L’humilité manque parfois de simplicité, par ce redoublement de soi à soi qu’elle suppose. Se juger, c’est se prendre bien au sérieux. Le simple ne se pose pas tant de questions sur lui-même. Parce qu’il s’accepte comme il est? C’est déjà trop dire. Il ne s’accepte ni se refuse. Il ne s’interroge pas, ne se contemple pas, ne se considère pas. Il ne se loue ni se méprise. Il est ce qu’il est, simplement, sans détours, sans recherche, – car être lui paraît un trop grand mot pour une si petite existence – il fait ce qu’il fait, comme chacun d’entre nous, mais ne voit pas là matière à discours, à commentaires, ni même à réflexion. Il est comme les oiseaux de nos forêts, léger et silencieux toujours, même quand il chante, même quand il se pose. Le réel suffit au réel, et cette simplicité est le réel même. Ainsi, le simple: c’est un individu réel, réduit à sa plus simple expression. Le chant? Le chant, parfois; le silence, plus souvent; la vie, toujours.

Le simple vit comme il respire, sans plus d’efforts ni de gloire, sans plus d’effets ni de honte. La simplicité n’est pas une vertu, qui s’ajouterait à l’existence. C’est l’existence même, en tant que rien ne s’y ajoute. Aussi est-elle la plus légère des vertus, la plus transparente, et la plus rare. C’est le contraire de la littérature: c’est la vie sans phrases et sans mensonges, sans exagération, sans grandiloquence. C’est la vie insignifiante, et c’est la vraie.

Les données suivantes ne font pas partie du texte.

//! Process-lifecycle syscalls: `sleep`, `getpid`, `fork`, `execve`,
//! `yield`, `exit`, `wait`.

use super::user;
use crate::errno::to_retval;
use crate::process::scheduler;

pub fn sleep(ms: u32) -> isize {
	scheduler::sleep_ticks(crate::pit::ms_to_ticks(ms));
	0
}

pub fn getpid() -> isize {
	scheduler::current_pid() as isize
}

pub fn fork() -> isize {
	to_retval(crate::process::fork().map(|pid| pid as usize))
}

/// `arg0` = path (NUL-terminated), `arg1` = argv (NUL-terminated pointer
/// array, may be 0 for none), `arg2` unused.
pub fn execve(path_ptr: u32, argv_ptr: u32, _unused: u32) -> isize {
	let pid = scheduler::current_pid();
	let result = (|| {
		let path = unsafe { user::user_cstr(path_ptr)? };
		let mut storage: [&str; 32] = [""; 32];
		let n = unsafe { user::user_argv(argv_ptr, &mut storage) }?;
		crate::process::exec::execve(pid, path, &storage[..n])
	})();
	to_retval(result.map(|_| 0usize))
}

pub fn syscall_yield() -> isize {
	scheduler::yield_now();
	0
}

pub fn exit(status: i32) -> isize {
	let pid = scheduler::current_pid();
	crate::process::exit(pid, status);
	unreachable!("exit never returns to the exiting task")
}

/// `arg0` is `int *status` (may be 0 to discard it), matching the external
/// interface's `wait(int *status)`. Blocks until a zombie child exists,
/// then reaps it, writes its exit status through `arg0` if given, and
/// returns its pid.
pub fn wait(status_ptr: u32) -> isize {
	let pid = scheduler::current_pid();
	loop {
		match crate::process::reap_zombie_child(pid) {
			Ok(Some((child, status))) => {
				if status_ptr != 0 {
					let dst = unsafe { user::user_slice_mut(status_ptr, core::mem::size_of::<i32>()) };
					dst.copy_from_slice(&status.to_ne_bytes());
				}
				return child as isize;
			}
			Ok(None) => {
				if !crate::process::has_any_child(pid) {
					return -1;
				}
				scheduler::block_current_wait();
			}
			Err(e) => return -(e as isize),
		}
	}
}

Le monde est son royaume, qui lui suffit. Le présent est son éternité, qui le comble. Il n’a rien à prouver, puisqu’il ne veut rien paraître. Ni rien à chercher, puisque tout est là. Quoi de plus simple que la simplicité? Quoi de plus léger? C’est la vertu des sages, et la sagesse des saints.

André Comte-Sponville, Petit traité des grandes vertus / extraits (coll. Points Essais/Seuil, 2014)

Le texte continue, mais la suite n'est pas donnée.